I have a Velotron and it too doesn't require any calibration. It might not seem like a big deal but it's just one less hassle to have to work into your workout/warmup. Not to mention I like to turn up the fan and crack a window partway through my workout and it did have an impact on temperature sensative trainers that require calibration.

by Weenie


TobinHatesYou
Posts: 4021
Joined: Mon Jul 24, 2017 12:02 pm

by TobinHatesYou

packetloss wrote: ↑
Wed Dec 12, 2018 6:17 pm

There are a few important differences between the Neo and any of the Kickrs. The Neo doesn't use a stretchable rubber belt and doesn't require calibration.

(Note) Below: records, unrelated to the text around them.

//! Basic engine blocks
//!
//! This module defines the fundamental blocks that come with the engine,
//! all textured from a single 4x4 tile atlas. Games can register additional
//! blocks on top of these.

use crate::renderer::texture_atlas_operations::{
    add_atlas, add_tile_grid, create_texture_atlas_lookup,
};
use crate::world::core::registry_operations::{create_block_registry, register_block_with_id};
use crate::world::core::{
    AtlasId, BlockId, BlockPayloadTable, BlockProperties, BlockRegistryData, PhysicsProperties,
    RenderData, TextureId,
};

/// Atlas holding the built-in block textures
pub const BASIC_BLOCK_ATLAS: AtlasId = 0;
pub const BASIC_BLOCK_ATLAS_SIZE: u32 = 256;
pub const BASIC_BLOCK_ATLAS_TILES: u32 = 4;

fn block(
    id: BlockId,
    name: &str,
    color: [f32; 3],
    texture_id: TextureId,
    solid: bool,
    density: f32,
) -> BlockProperties {
    BlockProperties {
        id,
        name: name.to_string(),
        render_data: RenderData {
            color,
            atlas_id: BASIC_BLOCK_ATLAS,
            texture_id,
        },
        physics: PhysicsProperties { solid, density },
    }
}

/// Built-in block table: (registry name, properties)
pub fn basic_block_properties() -> Vec<(&'static str, BlockProperties)> {
    vec![
        ("engine:grass", block(BlockId::GRASS, "grass", [0.3, 0.8, 0.2], 1, true, 1500.0)),
        ("engine:dirt", block(BlockId::DIRT, "dirt", [0.5, 0.3, 0.1], 2, true, 1600.0)),
        ("engine:stone", block(BlockId::STONE, "stone", [0.5, 0.5, 0.5], 3, true, 2500.0)),
        ("engine:wood", block(BlockId::WOOD, "wood", [0.6, 0.4, 0.2], 4, true, 700.0)),
        ("engine:sand", block(BlockId::SAND, "sand", [0.9, 0.8, 0.6], 5, true, 1800.0)),
        // Water is rendered but not collidable
        ("engine:water", block(BlockId::WATER, "water", [0.2, 0.3, 0.8], 6, false, 1000.0)),
        ("engine:leaves", block(BlockId::LEAVES, "leaves", [0.2, 0.6, 0.1], 7, true, 200.0)),
        ("engine:glass", block(BlockId::GLASS, "glass", [0.8, 0.9, 1.0], 8, true, 2500.0)),
        ("engine:bedrock", block(BlockId::BEDROCK, "bedrock", [0.1, 0.1, 0.1], 9, true, 3000.0)),
        (
            "engine:glowstone",
            block(BlockId::GLOWSTONE, "glowstone", [1.0, 0.9, 0.6], 10, true, 2000.0),
        ),
    ]
}

/// Register all basic engine blocks
///
/// Games should call this before registering their own blocks.
pub fn register_basic_blocks(registry: &mut BlockRegistryData) {
    // Air (BlockId 0) is never registered
    for (name, properties) in basic_block_properties() {
        register_block_with_id(registry, name, properties);
    }
}

/// Registry with the basic blocks plus their tile atlas
pub fn create_default_payload_table() -> BlockPayloadTable {
    let mut registry = create_block_registry();
    register_basic_blocks(&mut registry);

    let mut atlas = create_texture_atlas_lookup();
    add_atlas(&mut atlas, BASIC_BLOCK_ATLAS, BASIC_BLOCK_ATLAS_SIZE, 1);
    add_tile_grid(
        &mut atlas,
        BASIC_BLOCK_ATLAS,
        BASIC_BLOCK_ATLAS_TILES,
        BASIC_BLOCK_ATLAS_TILES,
    );

    BlockPayloadTable { registry, atlas }
}
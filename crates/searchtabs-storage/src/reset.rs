//! Two-phase profile reset
//!
//! ```text
//! request_reset        (running process)
//!   confirm -> reset_profile = true -> flush -> relaunch -> exit
//!
//! apply_pending_reset  (next process, before any StorageContext exists)
//!   reset_profile? -> delete profile dir (best effort) -> reset_profile = false -> flush
//! ```
//!
//! The profile directory is only deleted by a process that has not yet
//! handed it to the engine, so no live handle can be holding it open.

use std::ffi::OsString;
use std::io;
use std::path::Path;
use std::process::Command;

use crate::context::StorageManager;
use crate::settings::keys;

/// Asks the user whether all browsing data should be wiped.
pub trait ConfirmPrompt {
    fn confirm_reset(&self) -> bool;
}

/// Replaces the running process with a fresh instance of itself.
pub trait Relauncher {
    /// Only returns if the new instance could not be started.
    fn relaunch(&self) -> io::Result<()>;
}

/// Spawns the current executable with the original arguments and exits.
pub struct SystemRelauncher;

impl Relauncher for SystemRelauncher {
    fn relaunch(&self) -> io::Result<()> {
        let exe = std::env::current_exe()?;
        let args: Vec<OsString> = std::env::args_os().skip(1).collect();

        Command::new(&exe).args(&args).spawn()?;

        tracing::info!(exe = %exe.display(), "Spawned replacement process, exiting");
        std::process::exit(0);
    }
}

#[derive(Debug, Clone, Copy, PartialEq, Eq)]
pub enum ResetRequest {
    /// The user declined; nothing was changed
    Cancelled,
    /// The flag is persisted; the reset runs on the next start
    Scheduled,
    /// The flag could not be persisted; no restart was attempted
    Failed,
}

#[derive(Debug, Clone, Copy, PartialEq, Eq)]
pub enum ResetOutcome {
    NotRequested,
    Applied,
    /// The flag was consumed but the directory could not be fully removed
    DeletionFailed,
}

impl StorageManager {
    /// Phase 1: persist the reset request and restart.
    pub fn request_reset(
        &self,
        prompt: &dyn ConfirmPrompt,
        relauncher: &dyn Relauncher,
    ) -> ResetRequest {
        if !prompt.confirm_reset() {
            tracing::info!("Profile reset cancelled by user");
            return ResetRequest::Cancelled;
        }

        let persisted = self
            .db
            .set_bool(keys::RESET_PROFILE, true)
            .and_then(|()| self.db.flush());
        if let Err(e) = persisted {
            tracing::error!(error = %e, "Failed to persist profile reset request");
            return ResetRequest::Failed;
        }

        tracing::info!("Profile reset scheduled, restarting");

        if let Err(e) = relauncher.relaunch() {
            // The flag stays set, so the next manual launch still resets
            tracing::error!(error = %e, "Failed to restart for profile reset");
        }

        ResetRequest::Scheduled
    }

    /// Phase 2: consume a pending reset request.
    ///
    /// Must run before `setup_context`. Never fails: a profile that cannot be
    /// deleted is logged and startup carries on with the stale data.
    pub fn apply_pending_reset(&self) -> ResetOutcome {
        self.apply_pending_reset_with(|path| std::fs::remove_dir_all(path))
    }

    pub fn apply_pending_reset_with<F>(&self, remove: F) -> ResetOutcome
    where
        F: FnOnce(&Path) -> io::Result<()>,
    {
        let requested = match self.db.get_bool(keys::RESET_PROFILE, false) {
            Ok(requested) => requested,
            Err(e) => {
                tracing::error!(error = %e, "Failed to read profile reset flag");
                return ResetOutcome::NotRequested;
            }
        };

        if !requested {
            return ResetOutcome::NotRequested;
        }

        tracing::info!(path = %self.profile_path.display(), "Applying pending profile reset");

        let outcome = match remove(&self.profile_path) {
            Ok(()) => ResetOutcome::Applied,
            Err(e) if e.kind() == io::ErrorKind::NotFound => ResetOutcome::Applied,
            Err(e) => {
                tracing::error!(
                    path = %self.profile_path.display(),
                    error = %e,
                    "Failed to delete profile directory, continuing startup"
                );
                ResetOutcome::DeletionFailed
            }
        };

        let cleared = self
            .db
            .set_bool(keys::RESET_PROFILE, false)
            .and_then(|()| self.db.flush());
        if let Err(e) = cleared {
            tracing::error!(error = %e, "Failed to clear profile reset flag");
        }

        outcome
    }
}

I have a Velotron and it too doesn't require any calibration. It might not seem like a big deal but it's just one less hassle to have to work into your workout/warmup. Not to mention I like to turn up the fan and crack a window partway through my workout and it did have an impact on temperature sensative trainers that require calibration.

I see the belt as a mostly non-issue. I have around 400 hours on my current Hammer's belt and it is no worse for wear. I'll be sure to let you know when it breaks. The only time I've noticed numbers go off with temperature change is at the end of a session. It seems the Hammer overcompensates for the sudden loss in heat generated and the power numbers were lower than two other PMs during my warmdown vs being spot-on throughout the rest of the workout.

Also I don't preclude the $1300 Neo from the argument for trainers...it's certainly a more sensible option than the Neo Bike for most people.